Graphic Design & Art History
I remember a lesson in my art history class during university; it was a lightbulb moment. We were discussing the future of art history. We were talking about what would be in the textbooks about the 2010s in 50 years.
There are so many phenomenal fine artists right now. With 7 billion people on the planet, you can find art your heart desires. Art history deals with what pieces of art are critical to history. It deals with how art changed the course of history.
Where does art history begin?
Often if you’re in an Art History class, you start with the Medici family during the Italian Renaissance. They were the first family that was influential because of the amount of money they had (they were bankers), rather than holding an aristocratic title. They paid for these amazing works including Donatello’s David and the Duomo in Florence.
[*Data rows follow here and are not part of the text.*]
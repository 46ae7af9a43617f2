//! Announcements and the envelope that carries them between relays.
//!
//! An envelope travels as the payload of an `A` message:
//!
//!   [hop: 1][nonce_len: 1][nonce][origin: 32][epoch_hour_ns: 8, LE][body]
//!
//! `hop` is the only field a relay changes. The nonce is minted once by the
//! originator and must never be altered in transit.

use bytes::{Buf, BufMut, Bytes, BytesMut};

use gossamer_core::admission::{AdmissionError, AdmissionSearch, HappinessCheck, Nonce};
use gossamer_core::crypto::{Digest32, Hasher};
use gossamer_core::time;
use gossamer_core::wire::{self, Address, Message, MessageType, WireError, RECEIVER_LEN};

/// Message type carrying announce envelopes. Uppercase, so it gets the
/// 4-byte length field.
pub const ANNOUNCE_TYPE: MessageType = match MessageType::from_byte(b'A') {
    Some(t) => t,
    None => panic!("announce type must be printable"),
};

/// hop + nonce_len + origin + epoch
const FIXED_LEN: usize = 1 + 1 + RECEIVER_LEN + 8;

// ── Announcement ──────────────────────────────────────────────────────────────

/// What an originating node broadcasts.
#[derive(Debug, Clone, PartialEq, Eq)]
pub struct Announcement {
    /// Address of the originating node.
    pub origin: Address,
    /// Start of the UTC hour the announcement was made in.
    pub epoch_hour_ns: u64,
    /// Opaque application payload.
    pub body: Vec<u8>,
}

impl Announcement {
    /// Announcement stamped with the current hour.
    pub fn new(origin: Address, body: impl Into<Vec<u8>>) -> Self {
        Self::at_epoch(origin, time::current_hour_start_ns(), body)
    }

    /// Announcement stamped with the hour containing `time_ns`.
    pub fn at_epoch(origin: Address, time_ns: u64, body: impl Into<Vec<u8>>) -> Self {
        Self {
            origin,
            epoch_hour_ns: time::hour_start_ns(time_ns),
            body: body.into(),
        }
    }

    /// The proof-of-work target: sha256(origin || epoch_le || body).
    pub fn announce_hash(&self) -> Digest32 {
        let mut h = Hasher::new();
        h.update(&self.origin);
        h.update(&self.epoch_hour_ns.to_le_bytes());
        h.update(&self.body);
        h.finalize()
    }
}

// ── Envelope ──────────────────────────────────────────────────────────────────

/// An announcement plus its admission nonce and current hop count.
#[derive(Debug, Clone, PartialEq, Eq)]
pub struct AnnounceEnvelope {
    pub hop: u8,
    pub nonce: Nonce,
    pub announcement: Announcement,
}

impl AnnounceEnvelope {
    /// The copy a relay sends onward: same nonce, hop advanced by one.
    pub fn forwarded(&self) -> Self {
        Self {
            hop: self.hop.saturating_add(1),
            nonce: self.nonce.clone(),
            announcement: self.announcement.clone(),
        }
    }

    pub fn encode(&self) -> Result<Bytes, RelayError> {
        let nonce_len =
            u8::try_from(self.nonce.len()).map_err(|_| RelayError::NonceTooLong(self.nonce.len()))?;

        let body = &self.announcement.body;
        let mut buf = BytesMut::with_capacity(FIXED_LEN + self.nonce.len() + body.len());
        buf.put_u8(self.hop);
        buf.put_u8(nonce_len);
        buf.put_slice(self.nonce.as_bytes());
        buf.put_slice(&self.announcement.origin);
        buf.put_u64_le(self.announcement.epoch_hour_ns);
        buf.put_slice(body);
        Ok(buf.freeze())
    }

    pub fn decode(mut buf: &[u8]) -> Result<Self, RelayError> {
        ensure_remaining(buf, 2)?;
        let hop = buf.get_u8();
        let nonce_len = usize::from(buf.get_u8());

        ensure_remaining(buf, nonce_len + RECEIVER_LEN + 8)?;
        let nonce = Nonce::from(buf[..nonce_len].to_vec());
        buf.advance(nonce_len);

        let mut origin = [0u8; RECEIVER_LEN];
        buf.copy_to_slice(&mut origin);
        let epoch_hour_ns = buf.get_u64_le();

        Ok(Self {
            hop,
            nonce,
            announcement: Announcement {
                origin,
                epoch_hour_ns,
                body: buf.to_vec(),
            },
        })
    }

    /// Wrap the envelope in an `A` message addressed to `receiver`.
    pub fn to_message(&self, receiver: Address) -> Result<Message, RelayError> {
        Ok(Message::new(ANNOUNCE_TYPE, receiver, self.encode()?.to_vec()))
    }

    pub fn from_message(message: &Message) -> Result<Self, RelayError> {
        if message.message_type != ANNOUNCE_TYPE {
            return Err(RelayError::NotAnnouncement(message.message_type));
        }
        Self::decode(&message.payload)
    }

    /// Encode straight to a wire frame.
    pub fn to_frame(&self, receiver: Address) -> Result<Vec<u8>, RelayError> {
        Ok(wire::serialize(&self.to_message(receiver)?)?)
    }

    /// Decode the frame at the start of `bytes`; also returns the receiver
    /// and how many bytes the frame used.
    pub fn from_frame(bytes: &[u8]) -> Result<(Self, Address, usize), RelayError> {
        let (message, used) = wire::deserialize_prefix(bytes)?;
        let envelope = Self::from_message(&message)?;
        Ok((envelope, message.receiver, used))
    }
}

fn ensure_remaining(buf: &[u8], needed: usize) -> Result<(), RelayError> {
    if buf.remaining() < needed {
        return Err(RelayError::Truncated {
            needed,
            available: buf.remaining(),
        });
    }
    Ok(())
}

/// Mint the admission nonce for a fresh announcement. Runs the full search,
/// so only the originator calls this.
pub fn mint<C: HappinessCheck>(
    search: &AdmissionSearch<C>,
    announcement: Announcement,
    diam: usize,
) -> Result<AnnounceEnvelope, AdmissionError> {
    let nonce = search.find(&announcement.announce_hash(), diam)?;
    tracing::info!(
        origin = hex::encode(announcement.origin),
        diam,
        nonce = %nonce,
        "announcement minted"
    );
    Ok(AnnounceEnvelope {
        hop: 0,
        nonce,
        announcement,
    })
}

// ── Errors ────────────────────────────────────────────────────────────────────

#[derive(Debug, Clone, PartialEq, Eq, thiserror::Error)]
pub enum RelayError {
    #[error(transparent)]
    Wire(#[from] WireError),

    #[error("expected announce message type '{}', got '{0}'", ANNOUNCE_TYPE)]
    NotAnnouncement(MessageType),

    #[error("announce payload truncated: needed {needed} more bytes, {available} available")]
    Truncated { needed: usize, available: usize },

    #[error("nonce of {0} bytes exceeds the 255-byte envelope limit")]
    NonceTooLong(usize),
}

// ── Tests ─────────────────────────────────────────────────────────────────────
After the Renaissance, Italy and Europe entered the Baroque period, where the Catholic church commissioned most of the art. The art, of course, depicted Christian scenes and morality.
The Medici and the Catholic church were patrons of the arts because it was advertising for them before advertising was a thing that people did. The Medici wanted to show off how much wealth they had and they wanted to establish themselves as powerful, especially as a family without any titles. It worked! It resulted in Medici family members being elected to the papacy. The church (or more likely the cardinals who vote) realized the kind of power and influence the Medici family held and wanted them to be on their side.
Paying for advertising
The Catholic church wanted more members and people to spend money on absolution. Whether through fear or through genuine devoutness, so depicting scenes of martyrs, moral lessons from the Bible, and scenes from the Passion are all important reminders for people to come to church and be on their best behaviour, and so will your life’s possessions to the church upon your death.
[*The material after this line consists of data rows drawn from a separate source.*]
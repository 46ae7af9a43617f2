//! Gossamer wire format: point-to-point message framing.
//!
//! Every message on the wire is a single frame:
//!
//!   [type: 1][length: 1 or 4, little-endian][receiver: 32][payload]
//!
//! The length field counts everything after itself, i.e. the 32-byte
//! receiver plus the payload. Its width is chosen by the casing of the type
//! character: lowercase letters get a compact 1-byte field, every other
//! printable character a 4-byte field. Both rules are part of the protocol;
//! changing either one breaks every node on the network.

use std::fmt;

// ── Constants ─────────────────────────────────────────────────────────────────

/// Receiver address length in bytes.
pub const RECEIVER_LEN: usize = 32;

/// Type field length in bytes.
pub const TYPE_LEN: usize = 1;

/// A node address, the fixed 32-byte `receiver` of every frame.
pub type Address = [u8; RECEIVER_LEN];

// ── Message type ──────────────────────────────────────────────────────────────

/// One-character message kind.
///
/// Always exactly one printable ASCII byte, so what `serialize` writes is
/// exactly what `deserialize` reads back.
#[derive(Debug, Clone, Copy, PartialEq, Eq, Hash)]
pub struct MessageType(u8);

impl MessageType {
    /// Wrap a raw type byte. Returns `None` unless it is printable ASCII.
    pub const fn from_byte(byte: u8) -> Option<Self> {
        if byte.is_ascii_graphic() {
            Some(Self(byte))
        } else {
            None
        }
    }

    pub const fn as_byte(self) -> u8 {
        self.0
    }

    pub const fn as_char(self) -> char {
        self.0 as char
    }

    /// Width of the length field for this kind.
    ///
    /// A character that title-cases to itself (uppercase letters, digits,
    /// punctuation) gets the 4-byte field; lowercase letters get 1 byte.
    pub const fn length_field(self) -> LengthField {
        if self.0.is_ascii_lowercase() {
            LengthField::Short
        } else {
            LengthField::Long
        }
    }
}

impl TryFrom<char> for MessageType {
    type Error = WireError;

    fn try_from(c: char) -> Result<Self, Self::Error> {
        u8::try_from(c)
            .ok()
            .and_then(MessageType::from_byte)
            .ok_or(WireError::InvalidType(c))
    }
}

impl From<MessageType> for char {
    fn from(t: MessageType) -> char {
        t.as_char()
    }
}

impl fmt::Display for MessageType {
    fn fmt(&self, f: &mut fmt::Formatter<'_>) -> fmt::Result {
        write!(f, "{}", self.as_char())
    }
}

// ── Length field ──────────────────────────────────────────────────────────────

/// Width of the frame length field.
#[derive(Debug, Clone, Copy, PartialEq, Eq)]
pub enum LengthField {
    /// 1 byte, lowercase kinds. Frames carry at most 223 payload bytes.
    Short,
    /// 4 bytes, every other kind.
    Long,
}

impl LengthField {
    pub const fn width(self) -> usize {
        match self {
            LengthField::Short => 1,
            LengthField::Long => 4,
        }
    }

    /// Largest value the field can hold.
    pub const fn max_value(self) -> u64 {
        match self {
            LengthField::Short => u8::MAX as u64,
            LengthField::Long => u32::MAX as u64,
        }
    }

    /// Largest payload a frame with this field can carry.
    pub const fn max_payload(self) -> u64 {
        self.max_value() - RECEIVER_LEN as u64
    }

    fn encode(self, value: u64, out: &mut Vec<u8>) {
        match self {
            LengthField::Short => out.push(value as u8),
            LengthField::Long => out.extend_from_slice(&(value as u32).to_le_bytes()),
        }
    }

    /// `bytes` must be exactly `self.width()` long.
    fn decode(self, bytes: &[u8]) -> u32 {
        match self {
            LengthField::Short => u32::from(bytes[0]),
            LengthField::Long => u32::from_le_bytes([bytes[0], bytes[1], bytes[2], bytes[3]]),
        }
    }
}

// ── Message ───────────────────────────────────────────────────────────────────

/// A point-to-point message as carried by the transport layer.
#[derive(Debug, Clone, PartialEq, Eq)]
pub struct Message {
    pub message_type: MessageType,
    pub receiver: Address,
    pub payload: Vec<u8>,
}

impl Message {
    pub fn new(message_type: MessageType, receiver: Address, payload: impl Into<Vec<u8>>) -> Self {
        Self {
            message_type,
            receiver,
            payload: payload.into(),
        }
    }

    /// Total encoded size of this message, header included.
    pub fn frame_len(&self) -> usize {
        TYPE_LEN + self.message_type.length_field().width() + RECEIVER_LEN + self.payload.len()
    }
}

// ── Encoding ──────────────────────────────────────────────────────────────────

/// Encode a message into a fresh buffer.
pub fn serialize(message: &Message) -> Result<Vec<u8>, WireError> {
    let mut out = Vec::with_capacity(message.frame_len());
    serialize_into(message, &mut out)?;
    Ok(out)
}

/// Append the encoded frame to `out`. Nothing is written on error.
pub fn serialize_into(message: &Message, out: &mut Vec<u8>) -> Result<(), WireError> {
    let field = message.message_type.length_field();
    let declared = message.payload.len() as u64 + RECEIVER_LEN as u64;
    if declared > field.max_value() {
        return Err(WireError::PayloadTooLarge {
            len: message.payload.len(),
            max: field.max_payload(),
        });
    }

    out.reserve(message.frame_len());
    out.push(message.message_type.as_byte());
    field.encode(declared, out);
    out.extend_from_slice(&message.receiver);
    out.extend_from_slice(&message.payload);
    Ok(())
}

// ── Decoding ──────────────────────────────────────────────────────────────────

/// Decode the frame at the start of `bytes`. Trailing bytes are ignored.
pub fn deserialize(bytes: &[u8]) -> Result<Message, WireError> {
    deserialize_prefix(bytes).map(|(message, _)| message)
}

/// Decode the frame at the start of `bytes` and report how many bytes it
/// occupied, so a caller can walk a buffer of concatenated frames.
pub fn deserialize_prefix(bytes: &[u8]) -> Result<(Message, usize), WireError> {
    let &type_byte = bytes.first().ok_or(Malformed::Truncated {
        needed: TYPE_LEN,
        available: 0,
    })?;
    let message_type = MessageType::from_byte(type_byte).ok_or(Malformed::InvalidType(type_byte))?;

    let field = message_type.length_field();
    let receiver_start = TYPE_LEN + field.width();
    let payload_start = receiver_start + RECEIVER_LEN;
    if bytes.len() < payload_start {
        return Err(Malformed::Truncated {
            needed: payload_start,
            available: bytes.len(),
        }
        .into());
    }

    let declared = field.decode(&bytes[TYPE_LEN..receiver_start]);
    let payload_len = (declared as usize)
        .checked_sub(RECEIVER_LEN)
        .ok_or(Malformed::LengthBelowReceiver(declared))?;

    // A declared length near u32::MAX can overflow a 32-bit usize.
    let frame_end = payload_start.checked_add(payload_len).ok_or(Malformed::Truncated {
        needed: usize::MAX,
        available: bytes.len(),
    })?;
    if bytes.len() < frame_end {
        return Err(Malformed::Truncated {
            needed: frame_end,
            available: bytes.len(),
        }
        .into());
    }

    let mut receiver = [0u8; RECEIVER_LEN];
    receiver.copy_from_slice(&bytes[receiver_start..payload_start]);

    let message = Message {
        message_type,
        receiver,
        payload: bytes[payload_start..frame_end].to_vec(),
    };
    Ok((message, frame_end))
}

/// Iterator over the frames of a buffer holding concatenated messages.
///
/// Yields one `Err` and then stops if a frame fails to decode.
pub fn frames(bytes: &[u8]) -> Frames<'_> {
    Frames { rest: bytes }
}

pub struct Frames<'a> {
    rest: &'a [u8],
}

impl Iterator for Frames<'_> {
    type Item = Result<Message, WireError>;

    fn next(&mut self) -> Option<Self::Item> {
        if self.rest.is_empty() {
            return None;
        }
        match deserialize_prefix(self.rest) {
            Ok((message, used)) => {
                self.rest = &self.rest[used..];
                Some(Ok(message))
            }
            Err(e) => {
                self.rest = &[];
                Some(Err(e))
            }
        }
    }
}

// ── Errors ────────────────────────────────────────────────────────────────────

/// Structural problems found while decoding a frame.
#[derive(Debug, Clone, PartialEq, Eq, thiserror::Error)]
pub enum Malformed {
    #[error("frame truncated: needed {needed} bytes, {available} available")]
    Truncated { needed: usize, available: usize },

    #[error("type byte 0x{0:02x} is not a printable ASCII character")]
    InvalidType(u8),

    #[error("length field {0} is shorter than the {}-byte receiver", RECEIVER_LEN)]
    LengthBelowReceiver(u32),
}

/// Errors that can arise when encoding or decoding wire-format data.
#[derive(Debug, Clone, PartialEq, Eq, thiserror::Error)]
pub enum WireError {
    #[error("malformed message: {0}")]
    Malformed(#[from] Malformed),

    #[error("payload length {len} exceeds maximum {max} for this message type")]
    PayloadTooLarge { len: usize, max: u64 },

    #[error("message type {0:?} is not a single printable ASCII character")]
    InvalidType(char),
}

impl WireError {
    pub fn is_malformed(&self) -> bool {
        matches!(self, WireError::Malformed(_))
    }
}

// ── Tests ─────────────────────────────────────────────────────────────────────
Historical paintings were created for a purpose through funding from patrons. Like anything that is funded, there is a goal or an agenda that the client wants to achieve. It will be these transactional pieces of art that make the art history books in years to come.
We decided that one of the advertisements that would make the pages of future textbooks would be the iPod ad from the mid-2000s. The colourful one with the dancing silhouettes. This was an outstanding piece of advertising that skyrocketed the Apple brand into the mainstream.
Art history, design history and the history of advertising are inseparable. The historic movers and shakers in the arts are today’s marketers, advertising executives and graphic designers. Who is writing our history and how are they writing it? What do you think will be in the art history books of the future?